AIM OF THE EXERCISE
Go through the data and report each line that holds the string "ErrorBody".

'''

pub mod analysis_client;
pub mod completeness;

pub use analysis_client::{AnalysisClient, ResumeAnalyzer, PARSE_PATH};
pub use completeness::{completeness_score, completeness_tier, CompletenessTier};
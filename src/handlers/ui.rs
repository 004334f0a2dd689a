use axum::{
    extract::{Multipart, Path, State},
    response::{Html, Redirect},
    Extension,
};
use tracing::{debug, info, warn};

use crate::error::{AppError, AppResult};
use crate::models::SelectedFile;
use crate::session::{Section, SessionEvent, SessionId};
use crate::state::AppState;

use super::pages::render_session;

pub async fn index(
    State(state): State<AppState>,
    Extension(session_id): Extension<SessionId>,
) -> AppResult<Html<String>> {
    let session = state.sessions.snapshot(session_id).await;
    debug!(
        session_id = %session_id,
        loading = session.is_loading(),
        has_result = session.result().is_some(),
        "Rendering session"
    );
    Ok(Html(render_session(&session, state.config.banner_copy())?))
}

/// Runs one submission for the session and redirects back to `/`, where the
/// result or the error is rendered.
pub async fn upload(
    State(state): State<AppState>,
    Extension(session_id): Extension<SessionId>,
    mut multipart: Multipart,
) -> AppResult<Redirect> {
    let form = match read_upload_form(&mut multipart).await {
        Ok(form) => form,
        Err(AppError::FileTooLarge) => {
            let limit_mb = state.config.max_file_size_mb;
            warn!(session_id = %session_id, limit_mb = limit_mb, "Upload over the size limit");
            state
                .sessions
                .apply(
                    session_id,
                    SessionEvent::UploadRejected(too_large_message(limit_mb)),
                )
                .await?;
            return Ok(Redirect::to("/"));
        }
        Err(e) => return Err(e),
    };
    let file = form.file.ok_or(AppError::MissingFile)?;

    info!(
        session_id = %session_id,
        file_name = %file.name,
        file_size = file.size(),
        "Upload received"
    );

    let pending = state
        .sessions
        .apply_all(
            session_id,
            [
                SessionEvent::RequiredSkillsEdited(form.required_skills),
                SessionEvent::RecruiterEmailEdited(form.recruiter_email),
                SessionEvent::FileSelected(file),
                SessionEvent::Submitted,
            ],
        )
        .await
        .map_err(|e| {
            warn!(session_id = %session_id, error = %e, "Upload rejected");
            AppError::from(e)
        })?;

    let request = pending
        .in_flight()
        .cloned()
        .ok_or_else(|| AppError::internal("submission did not start"))?;

    // The backend call runs on its own task so a dropped browser connection
    // cannot leave the session stuck in the submitting stage.
    let analyzer = state.analyzer.clone();
    let sessions = state.sessions.clone();
    let completed = tokio::spawn(async move {
        let event = match analyzer.analyze(request).await {
            Ok(result) => SessionEvent::Succeeded(result),
            Err(e) => {
                warn!(
                    session_id = %session_id,
                    error_code = e.error_code(),
                    error = %e,
                    "Resume analysis failed"
                );
                SessionEvent::Failed(e.user_message())
            }
        };
        sessions.apply(session_id, event).await
    })
    .await?;

    let session = completed?;
    info!(
        session_id = %session_id,
        succeeded = session.result().is_some(),
        "Submission finished"
    );

    Ok(Redirect::to("/"))
}

pub async fn toggle_section(
    State(state): State<AppState>,
    Extension(session_id): Extension<SessionId>,
    Path(section): Path<String>,
) -> AppResult<Redirect> {
    let section: Section = section
        .parse()
        .map_err(|section| AppError::UnknownSection { section })?;

    state
        .sessions
        .apply(session_id, SessionEvent::SectionToggled(section))
        .await?;

    Ok(Redirect::to("/"))
}

pub async fn reset(
    State(state): State<AppState>,
    Extension(session_id): Extension<SessionId>,
) -> AppResult<Redirect> {
    state
        .sessions
        .apply(session_id, SessionEvent::Reset)
        .await?;
    info!(session_id = %session_id, "Session reset");

    Ok(Redirect::to("/"))
}

fn too_large_message(limit_mb: usize) -> String {
    format!("File is too large. The maximum upload size is {}MB.", limit_mb)
}

#[derive(Debug, Default)]
struct UploadForm {
    file: Option<SelectedFile>,
    required_skills: String,
    recruiter_email: String,
}

async fn read_upload_form(multipart: &mut Multipart) -> AppResult<UploadForm> {
    let mut form = UploadForm::default();

    while let Some(field) = multipart.next_field().await? {
        let field_name = field.name().unwrap_or("").to_string();

        match field_name.as_str() {
            "file" => {
                let file_name = field.file_name().unwrap_or("").to_string();
                let data = field.bytes().await?;
                // Browsers send an empty, unnamed part when nothing was picked.
                if file_name.is_empty() && data.is_empty() {
                    continue;
                }
                let file_name = if file_name.is_empty() {
                    "resume.pdf".to_string()
                } else {
                    file_name
                };
                form.file = Some(SelectedFile::new(file_name, data));
            }
            "required_skills" => form.required_skills = field.text().await?,
            "recruiter_email" => form.recruiter_email = field.text().await?,
            other => debug!(field = other, "Ignoring unknown form field"),
        }
    }

    Ok(form)
}
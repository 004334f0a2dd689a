//! Pure view model for the results page. Building a view never calls the
//! backend and never mutates the analysis result.

pub mod banner;
pub mod dashboard;
pub mod expandable;

pub use banner::{BannerCopy, MatchBanner};
pub use dashboard::DashboardView;
pub use expandable::{ExpandableList, INITIAL_VISIBLE, READ_MORE, SHOW_LESS};
use crate::models::AnalysisResult;
use crate::services::{completeness_score, completeness_tier, CompletenessTier};
use crate::session::{ExpansionState, Section};

use super::banner::{BannerCopy, MatchBanner};
use super::expandable::ExpandableList;

pub const NAME_PLACEHOLDER: &str = "Not Detected";
pub const CONTACT_PLACEHOLDER: &str = "N/A";
pub const NO_SKILLS: &str = "No skills detected.";
pub const NO_EXPERIENCE: &str = "No experience section detected.";
pub const NO_PROJECTS: &str = "No projects section detected.";

/// Everything the results page shows, derived from one analysis result.
#[derive(Debug, Clone, PartialEq, Eq)]
pub struct DashboardView<'a> {
    pub name: &'a str,
    pub email: Option<&'a str>,
    pub phone: Option<&'a str>,
    pub completeness: u8,
    pub tier: CompletenessTier,
    pub skills: &'a [String],
    pub experience: ExpandableList<'a>,
    pub projects: ExpandableList<'a>,
    pub banner: Option<MatchBanner<'a>>,
}

impl<'a> DashboardView<'a> {
    pub fn build(result: &'a AnalysisResult, expansion: ExpansionState, copy: BannerCopy) -> Self {
        let completeness = completeness_score(result);

        Self {
            name: result.name().unwrap_or(NAME_PLACEHOLDER),
            email: result.email(),
            phone: result.phone(),
            completeness,
            tier: completeness_tier(completeness),
            skills: &result.skills,
            experience: ExpandableList::new(
                &result.experience,
                expansion.is_expanded(Section::Experience),
                NO_EXPERIENCE,
            ),
            projects: ExpandableList::new(
                &result.projects,
                expansion.is_expanded(Section::Projects),
                NO_PROJECTS,
            ),
            banner: result.job_match().map(|m| MatchBanner::new(m, copy)),
        }
    }

    pub fn email_label(&self) -> &'a str {
        self.email.unwrap_or(CONTACT_PLACEHOLDER)
    }

    pub fn phone_label(&self) -> &'a str {
        self.phone.unwrap_or(CONTACT_PLACEHOLDER)
    }

    pub fn skills_count(&self) -> usize {
        self.skills.len()
    }
}

#[cfg(test)]
mod tests {
    use super::*;
    use crate::models::{MatchMeta, MatchResult};

    #[test]
    fn missing_fields_render_placeholders() {
        let result = AnalysisResult::default();
        let view = DashboardView::build(&result, ExpansionState::default(), BannerCopy::default());

        assert_eq!(view.name, NAME_PLACEHOLDER);
        assert_eq!(view.email_label(), CONTACT_PLACEHOLDER);
        assert_eq!(view.phone_label(), CONTACT_PLACEHOLDER);
        assert_eq!(view.completeness, 0);
        assert!(view.experience.is_empty());
        assert_eq!(view.projects.empty_message(), NO_PROJECTS);
        assert!(view.banner.is_none());
    }

    #[test]
    fn expansion_follows_session_state() {
        let result = AnalysisResult {
            experience: (0..5).map(|i| format!("Job {}", i)).collect(),
            projects: (0..4).map(|i| format!("Project {}", i)).collect(),
            ..Default::default()
        };
        let expansion = ExpansionState {
            experience: true,
            projects: false,
        };
        let view = DashboardView::build(&result, expansion, BannerCopy::default());

        assert_eq!(view.experience.visible().len(), 5);
        assert_eq!(view.projects.visible().len(), 2);
    }

    #[test]
    fn banner_appears_only_with_a_job_match() {
        let result = AnalysisResult {
            email: Some("dev@example.com".into()),
            phone: Some("555-0100".into()),
            skills: vec!["Rust".into()],
            meta: Some(MatchMeta {
                job_match: Some(MatchResult {
                    score: 72,
                    is_shortlisted: true,
                    email_sent: true,
                    ..Default::default()
                }),
                ..Default::default()
            }),
            ..Default::default()
        };
        let view = DashboardView::build(&result, ExpansionState::default(), BannerCopy::default());

        assert_eq!(view.completeness, 100);
        assert_eq!(view.tier, CompletenessTier::Strong);
        assert_eq!(view.skills_count(), 1);
        let banner = view.banner.unwrap();
        assert_eq!(banner.score_label, "72%");
        assert!(banner.email_sent);
    }
}
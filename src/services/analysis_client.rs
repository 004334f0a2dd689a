use async_trait::async_trait;
use reqwest::Client;
use std::time::Instant;
use tracing::{debug, info, warn};

use crate::error::AnalysisError;
use crate::models::{AnalysisResult, ErrorBody, ParseResponse, UploadRequest};

pub const PARSE_PATH: &str = "/api/parse";

/// Anything that can turn an upload into an analysis result.
#[async_trait]
pub trait ResumeAnalyzer: Send + Sync {
    async fn analyze(&self, request: UploadRequest) -> Result<AnalysisResult, AnalysisError>;
}

/// HTTP client for the résumé-analysis backend.
///
/// Sends exactly one request per call, never retries, and sets no timeout
/// of its own.
#[derive(Debug, Clone)]
pub struct AnalysisClient {
    http: Client,
    endpoint: String,
}

impl AnalysisClient {
    pub fn new(backend_url: &str) -> Self {
        Self::with_client(Client::new(), backend_url)
    }

    pub fn with_client(http: Client, backend_url: &str) -> Self {
        let endpoint = format!("{}{}", backend_url.trim_end_matches('/'), PARSE_PATH);
        Self { http, endpoint }
    }

    pub fn endpoint(&self) -> &str {
        &self.endpoint
    }
}

#[async_trait]
impl ResumeAnalyzer for AnalysisClient {
    async fn analyze(&self, request: UploadRequest) -> Result<AnalysisResult, AnalysisError> {
        let start = Instant::now();
        let file_name = request.file.name.clone();
        let file_size = request.file.size();
        let job_match_requested = request.required_skills.is_some();

        info!(
            endpoint = %self.endpoint,
            file_name = %file_name,
            file_size = file_size,
            job_match_requested = job_match_requested,
            "Submitting resume for analysis"
        );

        let form = request.into_form()?;
        let response = self
            .http
            .post(&self.endpoint)
            .multipart(form)
            .send()
            .await
            .map_err(|e| {
                warn!(endpoint = %self.endpoint, error = %e, "Analysis backend unreachable");
                AnalysisError::Transport(e)
            })?;

        let status = response.status();
        let body = response.bytes().await?;

        debug!(
            status = %status,
            body_len = body.len(),
            elapsed_ms = start.elapsed().as_millis() as u64,
            "Analysis backend responded"
        );

        if !status.is_success() {
            let detail = ErrorBody::detail_text(&body);
            warn!(
                status = %status,
                detail = ?detail,
                "Analysis backend rejected the request"
            );
            return Err(AnalysisError::Rejected {
                status: status.as_u16(),
                detail,
            });
        }

        let envelope: ParseResponse = serde_json::from_slice(&body).map_err(|e| {
            warn!(error = %e, "Analysis response body could not be decoded");
            AnalysisError::malformed(e.to_string())
        })?;
        let result = envelope.into_result().map_err(AnalysisError::malformed)?;

        info!(
            file_name = %file_name,
            skills = result.skills.len(),
            experience = result.experience.len(),
            projects = result.projects.len(),
            job_match = result.job_match().is_some(),
            elapsed_ms = start.elapsed().as_millis() as u64,
            "Resume analysis completed"
        );

        Ok(result)
    }
}
pub mod health;
pub mod pages;
pub mod ui;

pub use health::*;
pub use ui::*;

use axum::{
    extract::DefaultBodyLimit,
    middleware::from_fn,
    routing::{get, post},
    Router,
};
use tower::ServiceBuilder;
use tower_http::{cors::CorsLayer, trace::TraceLayer};

use crate::middleware::{logging_middleware, session_middleware};
use crate::state::AppState;

/// Full application router. Only the UI routes carry a session.
pub fn build_router(state: AppState) -> Router {
    let max_body = state.config.max_body_bytes();

    let ui = Router::new()
        .route("/", get(index))
        .route("/upload", post(upload))
        .route("/sections/:section/toggle", post(toggle_section))
        .route("/reset", post(reset))
        .route_layer(from_fn(session_middleware));

    Router::new()
        .route("/health", get(health_handler))
        .route("/ready", get(ready_handler))
        .merge(ui)
        .layer(
            ServiceBuilder::new()
                .layer(TraceLayer::new_for_http())
                .layer(CorsLayer::permissive())
                .layer(DefaultBodyLimit::max(max_body))
                .layer(from_fn(logging_middleware)),
        )
        .with_state(state)
}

'''

SOLUTION TO THE PROBLEM
use crate::models::{AnalysisResult, ErrorBody, ParseResponse, UploadRequest};
            let detail = ErrorBody::detail_text(&body);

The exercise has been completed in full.